To illustrate the importance of having (implemented) an appropriate security architecture, it is worthwhile to have a look at the real world. If we want to build a house, then the first—and often most important—person to talk to is an architect. One of the first things an architect does (either explicitly or implicitly) is a threats and risk analysis. For example, given the fact that most burglars enter a house through the front door, the architect ensures the house has a front door with a lock, and that surreptitiously entering the house always requires breaking either the door’s lock or the window pane. In general, the architect does not design the house with unbreakable window panes; unbreakable window panes are simply too expensive to be used for normal houses. If, however, the house were to host a bank, broken windows would be more likely and the architect would probably suggest installing unbreakable window panes (or no windows at all). Also, he would consult a security specialist to get a burglar alarm system and a vault. In either case, the threats and risk analysis lead to an architecture that is sufficiently secure for a given environment. This type of (threats and risk) analysis is omnipresent in daily life.

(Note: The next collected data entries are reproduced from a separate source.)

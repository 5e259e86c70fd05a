use std::io::{Cursor, Read};

use once_cell::sync::Lazy;
use regex::Regex;
use tracing::warn;

use crate::errors::{Result, TeknofestError};

pub const DOCX_READ_ERROR: &str = "Word belgesi okunamadı.";
pub const PDF_READ_ERROR: &str = "PDF belgesi okunamadı.";
pub const DOCUMENT_TOO_LARGE: &str = "Belge içeriği işlenemeyecek kadar büyük.";
pub const UNSUPPORTED_TYPE: &str = "Lütfen sadece .pdf veya .docx formatında dosya yükleyin.";

// 正文中的文本片段、段落结束、制表符和换行
static DOCX_TOKEN_RE: Lazy<Regex> = Lazy::new(|| {
    Regex::new(r"<w:t(?:\s[^>]*)?>([^<]*)</w:t>|</w:p>|<w:tab\s*/>|<w:br\s*/>|<w:cr\s*/>")
        .expect("Invalid docx token regex")
});

static ENTITY_RE: Lazy<Regex> =
    Lazy::new(|| Regex::new(r"&(#x[0-9A-Fa-f]+|#[0-9]+|amp|lt|gt|quot|apos);").expect("Invalid entity regex"));

fn decode_entities(text: &str) -> String {
    ENTITY_RE
        .replace_all(text, |caps: &regex::Captures| {
            let entity = &caps[1];
            let decoded = match entity {
                "amp" => Some('&'),
                "lt" => Some('<'),
                "gt" => Some('>'),
                "quot" => Some('"'),
                "apos" => Some('\''),
                _ => entity
                    .strip_prefix("#x")
                    .map(|hex| u32::from_str_radix(hex, 16))
                    .or_else(|| entity.strip_prefix('#').map(str::parse::<u32>))
                    .and_then(|code| code.ok())
                    .and_then(char::from_u32),
            };
            decoded.map_or_else(|| caps[0].to_string(), String::from)
        })
        .into_owned()
}

/// 把 `word/document.xml` 转成纯文本，每个段落一行
pub fn docx_xml_to_text(xml: &str) -> String {
    let mut text = String::new();
    for caps in DOCX_TOKEN_RE.captures_iter(xml) {
        match caps.get(1) {
            Some(run) => text.push_str(&decode_entities(run.as_str())),
            None => {
                let token = &caps[0];
                if token.starts_with("<w:tab") {
                    text.push('\t');
                } else {
                    text.push('\n');
                }
            }
        }
    }
    text.trim().to_string()
}

/// 解压 `word/document.xml` 时最多读取 `max_xml_bytes` 字节，超出返回 `None`
fn read_document_xml(
    bytes: &[u8],
    max_xml_bytes: u64,
) -> std::result::Result<Option<String>, Box<dyn std::error::Error>> {
    let mut archive = zip::ZipArchive::new(Cursor::new(bytes))?;
    let entry = archive.by_name("word/document.xml")?;
    if entry.size() > max_xml_bytes {
        return Ok(None);
    }

    // 中央目录里的大小可以伪造，读取时再截断一次
    let mut xml = String::new();
    entry.take(max_xml_bytes + 1).read_to_string(&mut xml)?;
    if xml.len() as u64 > max_xml_bytes {
        return Ok(None);
    }
    Ok(Some(xml))
}

pub fn extract_docx(bytes: &[u8], max_xml_bytes: u64) -> Result<String> {
    match read_document_xml(bytes, max_xml_bytes) {
        Ok(Some(xml)) => Ok(docx_xml_to_text(&xml)),
        Ok(None) => {
            warn!("DOCX body exceeds {} bytes after decompression", max_xml_bytes);
            Err(TeknofestError::document_extraction(DOCUMENT_TOO_LARGE))
        }
        Err(e) => {
            warn!("DOCX extraction failed: {}", e);
            Err(TeknofestError::document_extraction(DOCX_READ_ERROR))
        }
    }
}

pub fn extract_pdf(bytes: &[u8]) -> Result<String> {
    // 解析器遇到畸形文件可能 panic
    let outcome = std::panic::catch_unwind(|| pdf_extract::extract_text_from_mem(bytes));
    match outcome {
        Ok(Ok(text)) => Ok(text.trim().to_string()),
        Ok(Err(e)) => {
            warn!("PDF extraction failed: {}", e);
            Err(TeknofestError::document_extraction(PDF_READ_ERROR))
        }
        Err(_) => {
            warn!("PDF extraction panicked");
            Err(TeknofestError::document_extraction(PDF_READ_ERROR))
        }
    }
}

/// 按扩展名（含点号）选择解析器
pub fn extract_text(extension: &str, bytes: &[u8], max_xml_bytes: u64) -> Result<String> {
    match extension {
        ".pdf" => extract_pdf(bytes),
        ".docx" => extract_docx(bytes, max_xml_bytes),
        _ => Err(TeknofestError::validation(UNSUPPORTED_TYPE)),
    }
}

#[cfg(test)]
mod tests {
    use super::*;
    use crate::models::exports::TeamMember;
    use std::io::Write;

    const LIMIT: u64 = 1024 * 1024;

    fn docx_with_body(xml: &[u8]) -> Vec<u8> {
        let mut writer = zip::ZipWriter::new(Cursor::new(Vec::new()));
        writer
            .start_file("word/document.xml", zip::write::SimpleFileOptions::default())
            .unwrap();
        writer.write_all(xml).unwrap();
        writer.finish().unwrap().into_inner()
    }

    #[test]
    fn xml_paragraphs_become_lines() {
        let xml = r#"<w:document><w:body>
            <w:p><w:r><w:t>PROJE</w:t></w:r><w:r><w:t xml:space="preserve"> ÖZETİ</w:t></w:r></w:p>
            <w:p><w:r><w:t>A</w:t><w:tab/><w:t>B</w:t></w:r></w:p>
            <w:p><w:r><w:t>Ar-Ge &amp; Tasarım &#x131; &#252;</w:t></w:r></w:p>
        </w:body></w:document>"#;
        assert_eq!(docx_xml_to_text(xml), "PROJE ÖZETİ\nA\tB\nAr-Ge & Tasarım ı ü");
    }

    #[test]
    fn unknown_entity_is_kept() {
        assert_eq!(decode_entities("a &nbsp; b"), "a &nbsp; b");
    }

    #[test]
    fn reads_generated_docx() {
        let members = vec![TeamMember {
            name: "Zeynep".into(),
            role: "Tasarım".into(),
            class: "11-B".into(),
        }];
        let bytes = crate::documents::docx::team_file("Fırtına", "Rüzgar enerjisi", &members).unwrap();
        let text = extract_text(".docx", &bytes, LIMIT).unwrap();
        assert!(text.contains("TAKIM TANITIM DOSYASI"));
        assert!(text.contains("Rüzgar enerjisi"));
        assert!(text.contains("Zeynep"));
    }

    #[test]
    fn corrupt_files_report_friendly_errors() {
        let err = extract_text(".docx", b"PK\x03\x04garbage", LIMIT).unwrap_err();
        assert_eq!(err.message(), DOCX_READ_ERROR);

        let err = extract_text(".pdf", b"%PDF-broken", LIMIT).unwrap_err();
        assert_eq!(err.message(), PDF_READ_ERROR);

        let err = extract_text(".txt", b"hello", LIMIT).unwrap_err();
        assert_eq!(err.message(), UNSUPPORTED_TYPE);
    }

    #[test]
    fn oversized_docx_body_is_rejected() {
        // 几 KB 的压缩包解压后远超上限
        let mut xml = b"<w:p><w:r><w:t>".to_vec();
        xml.extend(std::iter::repeat_n(b' ', 4 * 1024 * 1024));
        xml.extend_from_slice(b"</w:t></w:r></w:p>");
        let bytes = docx_with_body(&xml);
        assert!(bytes.len() < 64 * 1024);

        let err = extract_text(".docx", &bytes, LIMIT).unwrap_err();
        assert_eq!(err.message(), DOCUMENT_TOO_LARGE);

        let small = docx_with_body(b"<w:p><w:r><w:t>Sel riski</w:t></w:r></w:p>");
        assert_eq!(extract_text(".docx", &small, LIMIT).unwrap(), "Sel riski");
    }
}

Contrary to the real world, the importance of doing a threats and risk analysis and developing an appropriate security architecture is far less common and hardly understood in the digital world. Too many companies and organizations attempt to avoid security architectures and directly jump into ad hoc testing (or ethical hacking). They periodically hire external forces that attack and try to break into their systems, networks, and applications. If the forces are not able to break in, the customer assumes (or rather hopes) that the system is secure. If, however, the forces are able to break in, it is assumed the system is unsecure. In this case, the discovered vulnerabilities and security holes are patched and the customer hopes system security has been restored (meaning all relevant vulnerabilities and security holes have been located and eliminated). Obviously, the decision whether or not the customer is secure appears arbitrary and mainly depends on the capabilities of the external forces and the tools they are aware of and currently have at hand. An interesting point to note is that the real-world analogue of an ethical hacker would be an ethical burglar and we don’t see many real-world examples of this. In fact, ex-burglars are seldom hired to break window panes or rob houses simply to demonstrate that we are vulnerable. We know we are vulnerable, and hence there is no market for ex-burglars to ethically break into houses. In the real world, we neither trust them nor do we believe in the value of such investigations (if this statement were wrong, there would be a market for corresponding services).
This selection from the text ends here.